If our leaders -- who remain disproportionately stupid rich "Christian" white men, the same who call for the fair representation of Iraq's minorities while America's minorities still struggle for fair representation in a plutocracy -- loved democracy so much, we'd have it here in the United States of America.
Update (April 23, 2003): But wait, it gets even better.
The Bush regime is now dictating to the "free" people of Iraq which nations they may and may not associate with.
Reports Reuters:
Caught unaware by the political assertiveness of Iraq's Shi'ite Muslim community, many of whom are friendly to Iran, the United States said on Wednesday it was telling Tehran to stay out of Iraqi politics.
"We've made clear to Iran that we would oppose any outside interference in Iraq's road to democracy," said White House spokesman Ari Fleischer. "Infiltration of agents to destabilize the Shi'ite population would clearly fall into that category."
Fleischer said the message had been sent through "well-known channels of communication" with Iran, with which the United States does not have diplomatic relations.
The United States believes Iranian-trained agents have crossed into southern Iraq since the fall of Saddam Hussein and are working to advance Iranian interests.
But Iran and Iraq have cultural ties dating back to the beginnings of civilization.

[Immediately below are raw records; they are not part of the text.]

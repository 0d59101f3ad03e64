//! SOCKS5 proxy configuration for the IMAP connection.
//!
//! Some mailboxes are only reachable through a proxy (locked-down networks,
//! per-account egress IPs). The watcher routes its single long-lived IMAP
//! connection through SOCKS5 when a proxy is configured.
//!
//! # Example
//!
//! ```
//! use otp_watch::Socks5Proxy;
//!
//! let open = Socks5Proxy::new("proxy.example.com", 1080);
//! let authed = Socks5Proxy::with_auth("proxy.example.com", 1080, "user", "pass");
//! ```

use secrecy::{ExposeSecret, SecretString};

/// SOCKS5 proxy endpoint, with optional username/password authentication.
#[derive(Clone)]
pub struct Socks5Proxy {
    host: String,
    port: u16,
    auth: Option<ProxyAuth>,
}

/// SOCKS5 authentication credentials. The password is held as a
/// [`SecretString`] and never appears in `Debug` or `Display` output.
#[derive(Clone)]
pub struct ProxyAuth {
    username: String,
    password: SecretString,
}

impl Socks5Proxy {
    /// Creates a proxy configuration without authentication.
    #[must_use]
    pub fn new(host: impl Into<String>, port: u16) -> Self {
        Self {
            host: host.into(),
            port,
            auth: None,
        }
    }

    /// Creates a proxy configuration with username/password authentication.
    #[must_use]
    pub fn with_auth(
        host: impl Into<String>,
        port: u16,
        username: impl Into<String>,
        password: impl Into<String>,
    ) -> Self {
        Self {
            host: host.into(),
            port,
            auth: Some(ProxyAuth {
                username: username.into(),
                password: SecretString::from(password.into()),
            }),
        }
    }

    /// Returns the proxy hostname.
    #[must_use]
    pub fn host(&self) -> &str {
        &self.host
    }

    /// Returns the proxy address as `(host, port)`, the form
    /// `tokio_socks` connects with.
    #[must_use]
    pub fn endpoint(&self) -> (&str, u16) {
        (self.host.as_str(), self.port)
    }

    /// Returns the authentication credentials, if any.
    #[must_use]
    pub fn auth(&self) -> Option<(&str, &str)> {
        self.auth
            .as_ref()
            .map(|a| (a.username.as_str(), a.password.expose_secret()))
    }

    /// Returns `true` if this proxy requires authentication.
    #[must_use]
    pub fn requires_auth(&self) -> bool {
        self.auth.is_some()
    }
}

impl std::fmt::Display for Socks5Proxy {
    fn fmt(&self, f: &mut std::fmt::Formatter<'_>) -> std::fmt::Result {
        match &self.auth {
            Some(auth) => write!(
                f,
                "socks5://{}:***@{}:{}",
                auth.username, self.host, self.port
            ),
            None => write!(f, "socks5://{}:{}", self.host, self.port),
        }
    }
}

impl std::fmt::Debug for Socks5Proxy {
    fn fmt(&self, f: &mut std::fmt::Formatter<'_>) -> std::fmt::Result {
        f.debug_struct("Socks5Proxy")
            .field("host", &self.host)
            .field("port", &self.port)
            .field("auth", &self.auth.as_ref().map(|a| a.username.as_str()))
            .finish()
    }
}
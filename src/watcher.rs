//! The inbox poller: fetch unread, decode the newest, match, repeat.
//!
//! [`InboxPoller`] drives a [`MailTransport`] through poll ticks until the
//! matcher finds a passcode or the caller stops the watch. It is usually
//! spawned onto a background task with [`InboxPoller::spawn`], which returns
//! a [`WatchHandle`] the caller can await or stop; [`watch`] wires the whole
//! thing up from a [`WatchConfig`].
//!
//! One tick runs strictly in order: fetch completes before decoding starts,
//! decoding completes before matching. Only the single newest unread message
//! is examined per tick; older unread messages stay unread and are
//! re-considered on later ticks for as long as the server reports them
//! unseen.
//!
//! # Example
//!
//! ```no_run
//! use otp_watch::{WatchConfig, watcher};
//!
//! # async fn example() -> otp_watch::Result<()> {
//! let config = WatchConfig::builder()
//!     .mailbox("user@gmail.com")
//!     .credential("app-password")
//!     .build()?;
//!
//! let handle = watcher::watch(config).await?;
//! let candidate = handle.wait().await?;
//! println!("passcode: {candidate}");
//! # Ok(())
//! # }
//! ```

use crate::config::WatchConfig;
use crate::decoder;
use crate::delivery::Delivery;
use crate::error::{Error, Result};
use crate::matcher::{OtpCandidate, OtpMatcher};
use crate::transport::{ImapTransport, MailTransport};
use std::sync::Arc;
use std::time::Duration;
use tokio::sync::{oneshot, watch as watch_channel};
use tokio::time::Instant;
use tracing::{debug, info, instrument};

/// Where the poller is within one tick. Logged, not load-bearing.
#[derive(Debug, Clone, Copy, PartialEq, Eq)]
pub enum PollState {
    /// No unread messages known.
    Idle,
    /// Listing and retrieving unread messages.
    Fetching,
    /// Normalizing the newest message's body.
    Decoding,
    /// Scanning the normalized text for a passcode.
    Matching,
    /// A candidate was found; the watch is over.
    Found,
    /// No match this tick; sleeping until the next one.
    Waiting,
}

impl std::fmt::Display for PollState {
    fn fmt(&self, f: &mut std::fmt::Formatter<'_>) -> std::fmt::Result {
        let name = match self {
            PollState::Idle => "idle",
            PollState::Fetching => "fetching",
            PollState::Decoding => "decoding",
            PollState::Matching => "matching",
            PollState::Found => "found",
            PollState::Waiting => "waiting",
        };
        write!(f, "{name}")
    }
}

/// Polls a mailbox until a passcode is found or the watch is stopped.
///
/// Owns its transport exclusively for the lifetime of the watch. Built with
/// [`new`](Self::new) plus the `with_*` methods, then either awaited
/// directly via [`run`](Self::run) or spawned with [`spawn`](Self::spawn).
pub struct InboxPoller<T> {
    transport: T,
    matcher: OtpMatcher,
    poll_interval: Duration,
    max_wait: Option<Duration>,
    delivery: Option<Arc<dyn Delivery>>,
}

impl<T: MailTransport> InboxPoller<T> {
    /// Creates a poller with the default matcher and a 1 second interval.
    #[must_use]
    pub fn new(transport: T) -> Self {
        Self {
            transport,
            matcher: OtpMatcher::default(),
            poll_interval: Duration::from_secs(1),
            max_wait: None,
            delivery: None,
        }
    }

    /// Replaces the passcode matcher.
    #[must_use]
    pub fn with_matcher(mut self, matcher: OtpMatcher) -> Self {
        self.matcher = matcher;
        self
    }

    /// Sets the interval between poll ticks.
    #[must_use]
    pub fn with_poll_interval(mut self, interval: Duration) -> Self {
        self.poll_interval = interval;
        self
    }

    /// Gives up with [`Error::WaitTimeout`] after this overall deadline.
    #[must_use]
    pub fn with_max_wait(mut self, max_wait: Duration) -> Self {
        self.max_wait = Some(max_wait);
        self
    }

    /// Sends the found passcode to a delivery collaborator, from the worker
    /// context, before the watch result resolves.
    #[must_use]
    pub fn with_delivery(mut self, delivery: Arc<dyn Delivery>) -> Self {
        self.delivery = Some(delivery);
        self
    }

    /// Runs the poll loop on the current task until a candidate is found,
    /// the `stop` channel fires, or the transport fails.
    ///
    /// # Errors
    ///
    /// - any transport error, verbatim — fatal to the session
    /// - [`Error::WatchStopped`] when stopped via the channel (or the sender
    ///   was dropped)
    /// - [`Error::WaitTimeout`] when a configured `max_wait` elapses
    #[instrument(
        name = "InboxPoller::run",
        skip_all,
        fields(poll_interval = ?self.poll_interval)
    )]
    pub async fn run(
        mut self,
        mut stop: watch_channel::Receiver<bool>,
    ) -> Result<OtpCandidate> {
        let deadline = self.max_wait.map(|d| Instant::now() + d);

        loop {
            if *stop.borrow() {
                return Err(Error::WatchStopped);
            }
            if let (Some(deadline), Some(max_wait)) = (deadline, self.max_wait) {
                if Instant::now() >= deadline {
                    return Err(Error::WaitTimeout { timeout: max_wait });
                }
            }

            debug!(state = %PollState::Fetching, "Listing unread messages");
            let ids = self.transport.list_unread().await?;
            if ids.is_empty() {
                debug!(state = %PollState::Idle, "No unread messages");
                self.pause(&mut stop).await?;
                continue;
            }

            let mut batch = Vec::with_capacity(ids.len());
            for id in ids {
                batch.push(self.transport.fetch(id).await?);
            }

            // Newest first; messages without a parseable Date sort oldest.
            // Stable sort keeps delivery order among equal timestamps.
            batch.sort_by(|a, b| b.sent_at().cmp(&a.sent_at()));
            let newest = &batch[0];

            debug!(state = %PollState::Decoding, uid = %newest.id(), "Decoding newest message");
            let text = decoder::decode(newest);

            debug!(state = %PollState::Matching, uid = %newest.id(), "Matching");
            if let Some(candidate) = self.matcher.find(&text) {
                info!(
                    state = %PollState::Found,
                    uid = %newest.id(),
                    provenance = %candidate.provenance(),
                    "Passcode found"
                );
                if let Some(delivery) = &self.delivery {
                    delivery.deliver(candidate.code()).await;
                }
                return Ok(candidate);
            }

            debug!(state = %PollState::Waiting, uid = %newest.id(), "No match this tick");
            self.pause(&mut stop).await?;
        }
    }

    /// Sleeps one poll interval, waking early if the watch is stopped.
    async fn pause(&self, stop: &mut watch_channel::Receiver<bool>) -> Result<()> {
        tokio::select! {
            () = tokio::time::sleep(self.poll_interval) => Ok(()),
            // fires on stop(); a dropped sender means the handle is gone,
            // which also ends the watch
            _ = stop.changed() => Err(Error::WatchStopped),
        }
    }
}

impl<T: MailTransport + Sync + 'static> InboxPoller<T> {
    /// Spawns the poll loop onto a background task and returns its handle.
    ///
    /// The caller stays responsive; the worker owns the transport until the
    /// watch ends. The result is handed over exactly once, through the
    /// handle.
    #[must_use]
    pub fn spawn(self) -> WatchHandle {
        let (stop_tx, stop_rx) = watch_channel::channel(false);
        let (result_tx, result_rx) = oneshot::channel();

        tokio::spawn(async move {
            let result = self.run(stop_rx).await;
            // the receiver may be gone if the caller dropped the handle
            let _ = result_tx.send(result);
        });

        WatchHandle {
            stop: stop_tx,
            result: result_rx,
        }
    }
}

impl<T> std::fmt::Debug for InboxPoller<T> {
    fn fmt(&self, f: &mut std::fmt::Formatter<'_>) -> std::fmt::Result {
        f.debug_struct("InboxPoller")
            .field("matcher", &self.matcher)
            .field("poll_interval", &self.poll_interval)
            .field("max_wait", &self.max_wait)
            .field("delivery", &self.delivery.as_ref().map(|_| "..."))
            .finish_non_exhaustive()
    }
}

/// Handle to a spawned watch session.
///
/// Await the outcome with [`wait`](Self::wait); request cancellation with
/// [`stop`](Self::stop). Dropping the handle also stops the worker at its
/// next tick boundary.
#[derive(Debug)]
pub struct WatchHandle {
    stop: watch_channel::Sender<bool>,
    result: oneshot::Receiver<Result<OtpCandidate>>,
}

impl WatchHandle {
    /// Asks the worker to stop. The worker notices at its next cancellation
    /// check; [`wait`](Self::wait) then resolves to
    /// [`Error::WatchStopped`].
    pub fn stop(&self) {
        let _ = self.stop.send(true);
    }

    /// Waits for the watch to end, returning the found candidate or the
    /// error that ended the session.
    ///
    /// # Errors
    ///
    /// Whatever ended the watch: a transport error, `WatchStopped`, or
    /// `WaitTimeout`.
    pub async fn wait(self) -> Result<OtpCandidate> {
        self.result.await.unwrap_or(Err(Error::WatchStopped))
    }
}

/// Connects to the configured mailbox and spawns a watch session.
///
/// This is the high-level entry point: server discovery, TLS, login, and
/// poller setup, all from one [`WatchConfig`].
///
/// # Errors
///
/// Returns a transport error if connecting or authenticating fails; the
/// error is reported here, before any polling starts.
pub async fn watch(config: WatchConfig) -> Result<WatchHandle> {
    let transport = ImapTransport::connect(&config).await?;

    let mut poller = InboxPoller::new(transport)
        .with_matcher(OtpMatcher::new(&config.keywords))
        .with_poll_interval(config.poll_interval);
    if let Some(max_wait) = config.max_wait {
        poller = poller.with_max_wait(max_wait);
    }

    Ok(poller.spawn())
}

Interaction between Iran and the Shi'ite south of Iraq has been especially close since Shi'ite Islam became Iran's state religion in the 16th century.
Iraqi and Iranian clerics have moved between the two countries for centuries as teachers and community leaders.
Two issues immediately jump to mind: One, the Bush regime is way, way over its head in this. It appears to be ignorant of basic facts about the globe, facts that are available in any good almanac or encyclopedia. Or, the members of the Bush regime think that they are so omnipotent that they can rearrange the globe as they see fit. (Or both.)
Secondly, who the fuck is the United States to tell any other nation which other nations it may and may not associate with?
And isn't it just a tad hypocritical for the United States to tell Iran not to meddle in Iraq's affairs? Is the United States so morally superior that when another nation does exactly what the United States does, the other nation belongs to an "axis of evil" but the United States is irreproachable?
The rest of the world needs to bitch-slap the out-of-control, Armageddon-bent Bush regime back into reality and humility. And soon, before it's too late.